Pur mostrando la prova della potenziale corruzione della SEC, Seth ha affermato che quelle e-mail sono probabilmente solo una "falsa pista".

"La difesa del preavviso *NON* è implicata (se la Corte decide, come dovrebbe, che né lo stesso XRP né i contratti Ripple in base ai quali è stato venduto erano contratti di investimento)", ha spiegato.

Cosa significa questo per le criptovalute?

Come molti nel settore delle criptovalute, Seth ritiene che una sentenza a favore di Ripple possa "chiarire in un colpo solo" che la SEC non ha un'ampia autorità sull'industria delle criptovalute.

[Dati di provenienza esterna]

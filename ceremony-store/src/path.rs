use std::fmt;

/// A document path, e.g. `ceremonies/c1/circuits/0`. Collection paths are
/// the even-length prefixes: `ceremonies/`, `ceremonies/{cid}/circuits/`,
/// `ceremonies/{cid}/participants/`,
/// `ceremonies/{cid}/participants/{pid}/timeouts/`.
#[derive(Clone, Debug, Eq, PartialEq, Ord, PartialOrd, Hash)]
pub struct Path(Vec<String>);

impl Path {
    pub fn new(segments: impl IntoIterator<Item = impl Into<String>>) -> Self {
        Path(segments.into_iter().map(Into::into).collect())
    }

    pub fn ceremonies() -> Self {
        Path::new(["ceremonies"])
    }

    pub fn ceremony(ceremony_id: &str) -> Self {
        Path::new(["ceremonies", ceremony_id])
    }

    pub fn circuits(ceremony_id: &str) -> Self {
        Path::new(["ceremonies", ceremony_id, "circuits"])
    }

    pub fn circuit(ceremony_id: &str, circuit_id: &str) -> Self {
        Path::new(["ceremonies", ceremony_id, "circuits", circuit_id])
    }

    pub fn participants(ceremony_id: &str) -> Self {
        Path::new(["ceremonies", ceremony_id, "participants"])
    }

    pub fn participant(ceremony_id: &str, participant_id: &str) -> Self {
        Path::new(["ceremonies", ceremony_id, "participants", participant_id])
    }

    pub fn timeouts(ceremony_id: &str, participant_id: &str) -> Self {
        Path::new([
            "ceremonies",
            ceremony_id,
            "participants",
            participant_id,
            "timeouts",
        ])
    }

    pub fn timeout(ceremony_id: &str, participant_id: &str, timeout_id: &str) -> Self {
        Path::new([
            "ceremonies",
            ceremony_id,
            "participants",
            participant_id,
            "timeouts",
            timeout_id,
        ])
    }

    pub fn child(&self, segment: impl Into<String>) -> Path {
        let mut v = self.0.clone();
        v.push(segment.into());
        Path(v)
    }
}

impl fmt::Display for Path {
    fn fmt(&self, f: &mut fmt::Formatter<'_>) -> fmt::Result {
        write!(f, "{}", self.0.join("/"))
    }
}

Ciò proteggerebbe efficacemente le società crittografiche dalle future azioni di applicazione dell'agenzia fino a quando la legislazione chiarificatrice non sarà approvata dal Congresso. Fino ad allora, un'altra agenzia, come la CFTC, potrebbe farsi carico.

La SEC ha citato in giudizio gli exchange di criptovalute Binance e Coinbase questo mese, sostenendo che oltre una dozzina di criptovalute quotate sulle loro piattaforme erano titoli nel processo. Molte di queste monete, tra cui Cardano (ADA) e Solana (SOL), sono state vendute e si comportano in modo simile a XRP, e hanno subito perdite simili a XRP dopo le accuse della SEC.

Seth è lui stesso un investitore di criptovalute, che ha trascorso mesi a giungere alla sua conclusione sul caso dopo aver letto i documenti del giudizio sommario della SEC.

"Attraverso un'azione di applicazione fasulla, la SEC ha terrorizzato l'industria delle criptovalute", ha affermato. "La SEC ha danneggiato gli investitori di criptovalute e per di più sapeva che stava danneggiando gli investitori quando ha intentato queste azioni legali."

Il post How The Ripple v. SEC Lawsuit Could Infect The Whole Crypto Industry: A Lawyer's Take è apparso per la prima volta su CryptoPotato .

Inizia a scrivere il termine ricerca qua sopra e premi invio per iniziare la ricerca. Premi ESC per annullare.